● **WORK REQUIRED**: Until you reach the line containing "by the shell.", reproduce each line of the listing exactly, please, and include that line as well.

● **DATA**:
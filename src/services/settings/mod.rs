// Settings service
// Loads the scheduler config from an optional TOML file

use std::fs;
use std::path::{Path, PathBuf};

use anyhow::{Context, Result};
use directories::ProjectDirs;

use crate::models::settings::SchedulerConfig;

const CONFIG_FILE: &str = "scheduler.toml";

/// Locate the per-user config file, if the platform gives us a config
/// directory at all.
pub fn default_config_path() -> Option<PathBuf> {
    ProjectDirs::from("com", "CourtScheduler", "CourtScheduler")
        .map(|dirs| dirs.config_dir().join(CONFIG_FILE))
}

/// Load the scheduler config: the user's file when present and valid,
/// compiled defaults otherwise. A broken or invalid file is reported and
/// ignored rather than aborting the calendar.
pub fn load() -> SchedulerConfig {
    match default_config_path() {
        Some(path) if path.exists() => load_from_path(&path).unwrap_or_else(|err| {
            log::warn!("Ignoring scheduler config {:?}: {:#}", path, err);
            SchedulerConfig::default()
        }),
        _ => SchedulerConfig::default(),
    }
}

/// Parse and validate a specific config file.
pub fn load_from_path(path: &Path) -> Result<SchedulerConfig> {
    let raw = fs::read_to_string(path)
        .with_context(|| format!("Failed to read config file {:?}", path))?;
    let config: SchedulerConfig =
        toml::from_str(&raw).with_context(|| format!("Failed to parse config file {:?}", path))?;
    config
        .validate()
        .map_err(|e| anyhow::anyhow!("Invalid scheduler config: {}", e))?;
    Ok(config)
}
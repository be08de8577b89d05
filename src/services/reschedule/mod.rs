// Reschedule service
// Orchestrates drag/drop and nudge interactions against the store:
// validate, issue a versioned mutation, then request a full refresh

pub mod undo;

use chrono::{DateTime, Duration, Utc};

use crate::models::activity::{Activity, ActivityKind, Version};
use crate::models::lane::Lane;
use crate::models::settings::SchedulerConfig;
use crate::services::layout::snap::snap_to_slot;
use crate::services::store::{MutationRequest, ScheduleStore, StoreError};
use crate::utils::date::DayWindow;

pub use undo::{PendingUndo, UndoManager};

/// How strongly a banner should be styled by the shell.
#[derive(Debug, Clone, Copy, PartialEq, Eq)]
pub enum NoticeSeverity {
    Info,
    Warning,
    Error,
}

/// Message surfaced to the dashboard shell. Failures never propagate
/// beyond the controller; this is the only channel.
#[derive(Debug, Clone, PartialEq)]
pub struct Notice {
    pub severity: NoticeSeverity,
    pub message: String,
}

impl Notice {
    fn info(message: impl Into<String>) -> Self {
        Self { severity: NoticeSeverity::Info, message: message.into() }
    }

    fn warning(message: impl Into<String>) -> Self {
        Self { severity: NoticeSeverity::Warning, message: message.into() }
    }

    fn error(message: impl Into<String>) -> Self {
        Self { severity: NoticeSeverity::Error, message: message.into() }
    }
}

/// How an interaction resolved.
#[derive(Debug, Clone, Copy, PartialEq, Eq)]
pub enum MutationStatus {
    /// The store accepted the mutation; a refresh has been requested.
    Settled,
    /// Rejected locally or by the store; nothing changed.
    Rejected,
    /// Ignored: no drag in progress, or another mutation is in flight.
    Skipped,
}

/// Identity and window captured when a drag begins; the mutation built
/// at drop time uses this version, not whatever a refresh may have
/// delivered in between.
#[derive(Debug, Clone, PartialEq)]
struct DragContext {
    kind: ActivityKind,
    id: i64,
    start: DateTime<Utc>,
    end: DateTime<Utc>,
    court_id: Option<i64>,
    version: Option<Version>,
}

/// Direction for a slot nudge on an item's end time.
#[derive(Debug, Clone, Copy, PartialEq, Eq)]
pub enum NudgeDirection {
    Extend,
    Shrink,
}

/// State machine driving reschedule interactions.
///
/// idle → dragging → dropped → mutating → settled | rejected. The
/// controller never patches activity lists locally: a settled mutation
/// raises the refresh flag and the shell refetches, so the rendered
/// state cannot diverge from the authoritative store.
pub struct RescheduleController<'a, S: ScheduleStore> {
    store: &'a S,
    config: SchedulerConfig,
    drag: Option<DragContext>,
    in_flight: bool,
    undo: UndoManager,
    notice: Option<Notice>,
    needs_refresh: bool,
}

impl<'a, S: ScheduleStore> RescheduleController<'a, S> {
    pub fn new(store: &'a S, config: SchedulerConfig) -> Self {
        Self {
            store,
            config,
            drag: None,
            in_flight: false,
            undo: UndoManager::default(),
            notice: None,
            needs_refresh: false,
        }
    }

    /// Coarse mutex over the scheduling surface: while true, the shell
    /// keeps drag, nudge, and the create/edit forms disabled.
    pub fn busy(&self) -> bool {
        self.in_flight
    }

    pub fn banner(&self) -> Option<&Notice> {
        self.notice.as_ref()
    }

    pub fn dismiss_banner(&mut self) {
        self.notice = None;
    }

    pub fn can_undo(&self) -> bool {
        !self.undo.is_empty()
    }

    pub fn pending_undo(&self) -> Option<&PendingUndo> {
        self.undo.peek()
    }

    /// True once after every settled mutation; consuming it obliges the
    /// shell to refetch the snapshot.
    pub fn take_refresh_request(&mut self) -> bool {
        std::mem::take(&mut self.needs_refresh)
    }

    /// idle → dragging. Returns false while a mutation is in flight.
    pub fn begin_drag(&mut self, activity: &Activity) -> bool {
        if self.in_flight {
            log::debug!("Drag ignored: mutation in flight");
            return false;
        }
        self.drag = Some(DragContext {
            kind: activity.kind,
            id: activity.id,
            start: activity.start,
            end: activity.end,
            court_id: activity.court_id,
            version: activity.version.clone(),
        });
        true
    }

    /// dragging → idle without a request.
    pub fn cancel_drag(&mut self) {
        self.drag = None;
    }

    /// dragging → dropped → mutating → settled | rejected.
    ///
    /// `fraction` is the drop's horizontal position within the lane's
    /// rendered width. The new start is the snapped inversion of that
    /// fraction; duration is always preserved on a plain drag, and the
    /// court changes only when the drop lane is a different court.
    pub fn drop_on_lane(
        &mut self,
        lane: &Lane,
        fraction: f64,
        window: &DayWindow,
    ) -> MutationStatus {
        let Some(ctx) = self.drag.take() else {
            log::debug!("Drop ignored: no drag in progress");
            return MutationStatus::Skipped;
        };

        // A match that has no court yet cannot be relocated by drag.
        if ctx.kind == ActivityKind::Match && ctx.court_id.is_none() {
            self.notice = Some(Notice::warning(
                "Assign a court to this match before moving it on the calendar.",
            ));
            return MutationStatus::Rejected;
        }

        let new_start = snap_to_slot(
            window.timestamp_at_fraction(fraction),
            self.config.slot_granularity_minutes,
        );
        let duration = ctx.end - ctx.start;

        let request = MutationRequest {
            kind: ctx.kind,
            id: Some(ctx.id),
            start_at: new_start,
            end_at: new_start + duration,
            court_id: lane.court_id.or(ctx.court_id),
            version: ctx.version.clone(),
        };

        let undo = PendingUndo {
            kind: ctx.kind,
            id: ctx.id,
            prev_start: ctx.start,
            prev_end: ctx.end,
            prev_court_id: ctx.court_id,
            prev_duration_minutes: (ctx.end - ctx.start).num_minutes(),
            prev_version: ctx.version,
        };

        let status = self.submit(&request);
        if status == MutationStatus::Settled {
            self.undo.record(undo);
        }
        status
    }

    /// Adjust an item's end by one granularity unit, start held fixed.
    /// Bypasses the drag gesture but follows the identical mutate /
    /// settle / reject path, including the undo snapshot.
    pub fn nudge_end(&mut self, activity: &Activity, direction: NudgeDirection) -> MutationStatus {
        let step = Duration::minutes(i64::from(self.config.slot_granularity_minutes));
        let new_end = match direction {
            NudgeDirection::Extend => activity.end + step,
            NudgeDirection::Shrink => activity.end - step,
        };

        if new_end <= activity.start {
            self.notice = Some(Notice::warning(
                "An entry cannot shrink below one slot.",
            ));
            return MutationStatus::Rejected;
        }

        let request = MutationRequest {
            kind: activity.kind,
            id: Some(activity.id),
            start_at: activity.start,
            end_at: new_end,
            court_id: activity.court_id,
            version: activity.version.clone(),
        };

        let status = self.submit(&request);
        if status == MutationStatus::Settled {
            self.undo.record(PendingUndo::capture(activity));
        }
        status
    }

    /// Replay the last snapshot through the mutation path. The snapshot
    /// carries the version observed before the action being undone, so a
    /// stale undo is rejected by the store like any other mutation and
    /// is never retried with a guessed version.
    pub fn undo(&mut self) -> MutationStatus {
        let Some(snapshot) = self.undo.peek().cloned() else {
            log::debug!("Undo ignored: empty slot");
            return MutationStatus::Skipped;
        };

        let status = self.submit(&snapshot.to_request());
        if status == MutationStatus::Settled {
            self.undo.clear();
        }
        status
    }

    /// Create a court block. No undo snapshot: only reschedule-type
    /// mutations are revertible.
    pub fn create_block(
        &mut self,
        start: DateTime<Utc>,
        end: DateTime<Utc>,
        court_id: Option<i64>,
    ) -> MutationStatus {
        self.create(ActivityKind::Block, start, end, court_id)
    }

    /// Declare a player unavailability window.
    pub fn create_availability(
        &mut self,
        start: DateTime<Utc>,
        end: DateTime<Utc>,
    ) -> MutationStatus {
        self.create(ActivityKind::Availability, start, end, None)
    }

    fn create(
        &mut self,
        kind: ActivityKind,
        start: DateTime<Utc>,
        end: DateTime<Utc>,
        court_id: Option<i64>,
    ) -> MutationStatus {
        if end <= start {
            self.notice = Some(Notice::warning("The end time must be after the start time."));
            return MutationStatus::Rejected;
        }

        self.submit(&MutationRequest {
            kind,
            id: None,
            start_at: start,
            end_at: end,
            court_id,
            version: None,
        })
    }

    /// Remove a block or availability. Matches never leave the calendar
    /// through this path.
    pub fn delete_activity(&mut self, kind: ActivityKind, id: i64) -> MutationStatus {
        if kind == ActivityKind::Match {
            self.notice = Some(Notice::warning(
                "Matches cannot be deleted here; reschedule or unassign them instead.",
            ));
            return MutationStatus::Rejected;
        }
        if self.in_flight {
            self.notice = Some(Notice::info("Another change is still being saved."));
            return MutationStatus::Skipped;
        }

        self.in_flight = true;
        let result = self.store.delete(kind, id);
        self.in_flight = false;

        match result {
            Ok(()) => {
                self.needs_refresh = true;
                self.notice = None;
                MutationStatus::Settled
            }
            Err(err) => {
                self.notice = Some(notice_for(&err));
                MutationStatus::Rejected
            }
        }
    }

    /// The viewing context (tab, selected day) changed: the undo slot,
    /// any banner, and any half-finished drag are all void.
    pub fn context_changed(&mut self) {
        self.drag = None;
        self.undo.clear();
        self.notice = None;
    }

    /// mutating → settled | rejected. At most one mutation is ever in
    /// flight; no local list is touched either way.
    fn submit(&mut self, request: &MutationRequest) -> MutationStatus {
        if self.in_flight {
            self.notice = Some(Notice::info("Another change is still being saved."));
            return MutationStatus::Skipped;
        }

        self.in_flight = true;
        log::debug!(
            "Submitting {} mutation for {:?}",
            request.kind,
            request.id
        );
        let result = self.store.mutate(request);
        self.in_flight = false;

        match result {
            Ok(_) => {
                self.needs_refresh = true;
                self.notice = None;
                MutationStatus::Settled
            }
            Err(err) => {
                log::warn!("Mutation rejected for {:?}: {}", request.id, err);
                self.notice = Some(notice_for(&err));
                MutationStatus::Rejected
            }
        }
    }
}

/// Map a store failure onto the banner the shell displays.
fn notice_for(err: &StoreError) -> Notice {
    match err {
        StoreError::Precondition(message) => Notice::warning(message.clone()),
        StoreError::Conflict(message) => {
            Notice::warning(format!("{} Pick a different slot or court.", message))
        }
        StoreError::StaleVersion => Notice::warning(
            "This entry was edited elsewhere. Refresh to load the latest schedule.",
        ),
        StoreError::Locked => {
            Notice::info("Another session is editing this entry. Try again shortly.")
        }
        StoreError::Transport(message) => {
            Notice::error(format!("The change was not saved: {}", message))
        }
    }
}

● **YOUR RESPONSE**:
filename src/services/settings/mod.rs
// Settings service
// Loads the scheduler config from an optional TOML file

use std::fs;
use std::path::{Path, PathBuf};

use anyhow::{Context, Result};
use directories::ProjectDirs;

use crate::models::settings::SchedulerConfig;

const CONFIG_FILE: &str = "scheduler.toml";

/// Locate the per-user config file, if the platform gives us a config
/// directory at all.
pub fn default_config_path() -> Option<PathBuf> {
    ProjectDirs::from("com", "CourtScheduler", "CourtScheduler")
        .map(|dirs| dirs.config_dir().join(CONFIG_FILE))
}

/// Load the scheduler config: the user's file when present and valid,
/// compiled defaults otherwise. A broken or invalid file is reported and
/// ignored rather than aborting the calendar.
pub fn load() -> SchedulerConfig {
    match default_config_path() {
        Some(path) if path.exists() => load_from_path(&path).unwrap_or_else(|err| {
            log::warn!("Ignoring scheduler config {:?}: {:#}", path, err);
            SchedulerConfig::default()
        }),
        _ => SchedulerConfig::default(),
    }
}

/// Parse and validate a specific config file.
pub fn load_from_path(path: &Path) -> Result<SchedulerConfig> {
    let raw = fs::read_to_string(path)
        .with_context(|| format!("Failed to read config file {:?}", path))?;
    let config: SchedulerConfig =
        toml::from_str(&raw).with_context(|| format!("Failed to parse config file {:?}", path))?;
    config
        .validate()
        .map_err(|e| anyhow::anyhow!("Invalid scheduler config: {}", e))?;
    Ok(config)
}
repository be08de8577b89d05
filename src/services/reschedule/mod.rs
// Reschedule service
// Orchestrates drag/drop and nudge interactions against the store:
// validate, issue a versioned mutation, then request a full refresh

pub mod undo;

use chrono::{DateTime, Duration, Utc};

use crate::models::activity::{Activity, ActivityKind, Version};
use crate::models::lane::Lane;
use crate::models::settings::SchedulerConfig;
use crate::services::layout::snap::snap_to_slot;
use crate::services::store::{MutationRequest, ScheduleStore, StoreError};
use crate::utils::date::DayWindow;

pub use undo::{PendingUndo, UndoManager};

/// How strongly a banner should be styled by the shell.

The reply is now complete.